Rusya lideri Vladimir Putin, 19 Aralık’ta düzenlediği yıl sonu basın toplantısında “Durumun çarpıcı formda değiştiğini söylemeliyim. Cephe sınırının tamamında hareket var. Her gün” demişti.
Ukrayna’nın doğusunda Moskova’nın savaş makinesi, Donbas’ın açık ovalarında kilometre kilometre ilerliyor, kent ve kasabaların etrafını sarıyor.
Bazı siviller, savaş ulaşmadan kaçıyor. Kimileriyse, taşıyabilecekleri eşyalarını toplayıp, otobüs ve trenlerle daha batıya gitmeden evvel etraflarında top mermilerinin patlamasını bekliyor.
Kiev’in güçlü komşusuna karşı giriştiği, kamuoyundo çok fazla yer eden etkileyici asimetrik ataklarına kaşın, Rusya Şubat 2022’de topyekûn işgale başlamasından bu yana en süratli oranda toprak kazanıyor.
İşgalin üçüncü yılın sonuna yaklaştığı bu günlerde şu ana dek bir milyon kişinin vefatı ve yaralanmasına yol açtığı iddia edilirken, Ukrayna savaşı kaybediyor üzere görünüyor.
Bu ortada, uzakta, Washington’da ise pek de Ukrayna’ya ya da başkanına duyduğu sevgiyle tanınmayan, ne yapacağı varsayım edilemeyen Donald Trump, Beyaz Saray’ı devralmak üzere.
Bir dönüm noktasına gelmiş üzereyiz. Pekala, 2025 hakikaten bu yıkıcı Arupa savaşının nihayet sona erdiği yıl olabilir mi? Savaş biterse, kesin sonuç neye benzeyecek?
‘Müzakere lafları bir illüzyon’
Trump’ın iktidara geldiği birinci 24 saat içinde savaşı sona erdirme vaadi, tipik bir cafcaflı böbürlenme. Lakin savaş ve Amerika’nın maliyetli müdahalesinden bıkmış birinden geliyor.
Trump geçtiğimiz günlerde “Cephede, ortalıkta yatan genç meyyit asker sayısı sarsıcı. Olanlar bir çılgınlık” demişti.
Fakat Carnegie Milletlerarası Barış Vakfı’ndan Michael Kofman’a nazaran vazife başına gelecek Amerikan öynetimi iki farklı meseleyle karşı karşıya kalacak.
“Birincisi, durumu istikrara kavuşturmak için çok fazla vakit kalmamış bir durumda, çok negatif bir düzlemde ilerleyen bir savaşı miras alacaklar. İkincisiyse savaşı net bir muvaffakiyet teorisi olmadan miras alacaklar.”
Donald Trump, son günlerdeki söyleşilerinde savaşa nasıl yaklaşmayı düşündüğüne dair kimi ipuçları verdi.

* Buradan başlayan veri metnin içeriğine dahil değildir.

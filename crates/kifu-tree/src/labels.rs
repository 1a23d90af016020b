use kifu_board::{BoardEngine, Loc};

use crate::properties::{PropId, ValueKind};
use crate::{GameTree, NodeIdx, NodeKind, PropertyValue, ROOT, TreeError};

const LABELS: &[u8] = b"ABCDEFGHIJKLMNOPQRSTUVWXYZabcdefghijklmnopqrstuvwxyz";

impl<B: BoardEngine> GameTree<B> {
    /// Marks each child's move on `node` with a letter, in child order.
    /// Returns how many labels were written.
    pub fn add_labels(&mut self, node: NodeIdx) -> Result<usize, TreeError> {
        let points = self
            .children(node)
            .filter_map(|child| match self.get_move(child) {
                Ok((Loc::Point(point), _)) => Some(point),
                _ => None,
            })
            .collect::<Vec<_>>();
        let text = points
            .iter()
            .zip(LABELS)
            .map(|(point, &label)| format!("{point}:{}", char::from(label)))
            .collect::<Vec<_>>()
            .join("][");
        if text.is_empty() {
            return Ok(0);
        }
        let count = points.len().min(LABELS.len());
        let value = PropertyValue::new(PropId::LB, ValueKind::ListOfComposedPointText, text);
        self.add_property(node, value)?;
        Ok(count)
    }

    pub fn remove_labels(&mut self, node: NodeIdx) -> usize {
        self.remove_properties(node, PropId::LB)
    }

    /// Replaces the labels of every node that branches.
    pub fn relabel(&mut self) -> Result<usize, TreeError> {
        let branching = self
            .breadth_first(ROOT)
            .filter(|&idx| self.node(idx).kind() != NodeKind::Sequence)
            .filter(|&idx| self.children(idx).nth(1).is_some())
            .collect::<Vec<_>>();
        let mut written = 0;
        for node in branching {
            self.remove_labels(node);
            written += self.add_labels(node)?;
        }
        Ok(written)
    }
}

#[cfg(test)]
mod tests {
    use kifu_board::{Color, Goban, Point};

    use super::*;

    #[test]
    fn branches_get_letters() {
        let mut tree = GameTree::new(Goban::default());
        let info = tree.add_child(ROOT, NodeKind::GameInfo, 0).unwrap();
        tree.add_move_child(info, Color::Black, Loc::Point(Point::new(15, 3)), 0).unwrap();
        tree.add_move_child(info, Color::Black, Loc::Pass, 0).unwrap();
        tree.add_move_child(info, Color::Black, Loc::Point(Point::new(16, 2)), 0).unwrap();

        assert_eq!(tree.relabel(), Ok(2));
        let label = tree.find_property(info, PropId::LB).map(PropertyValue::text);
        assert_eq!(label, Some("pd:A][qc:B"));

        assert_eq!(tree.relabel(), Ok(2));
        assert_eq!(tree.properties(info).filter(|(_, v)| v.is(PropId::LB)).count(), 1);
        assert_eq!(tree.deleted_properties(), 1);
    }
}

Time mecmuasına, Biden idaresinin Kasım ayında aldığı Kiev’e Rusya içlerindeki maksatlara uzun menzilli Amerikan füzeleri atma müsaadesi verilmesi kararına “”şiddetle” karşı çıktığını söyledi.
“Savaşı yalnızca tırmandırıyoruz ve daha da kötüleştiriyoruz” dedi.
8 Aralık’ta NBC News’in Ukrayna’nın daha az yardıma hazırlanıp hazırlanmaması gerektiği sorusuna “Muhtemelen, büyük olasılıkla tabii” cevabını verdi.
Ancak, birçok kişi üzere Amerika’nın yeni başkanının Ukrayna’yı terk edip, gideceğinden korkanlara, bir teminat kırıntısı da verdi. Trump “Benim fikrime nazaran terk ederseniz, bir mutabakata ulaşamazsınız” dedi.
Gerçek şu ki, Trump’ın niyetleri hiç de net değil.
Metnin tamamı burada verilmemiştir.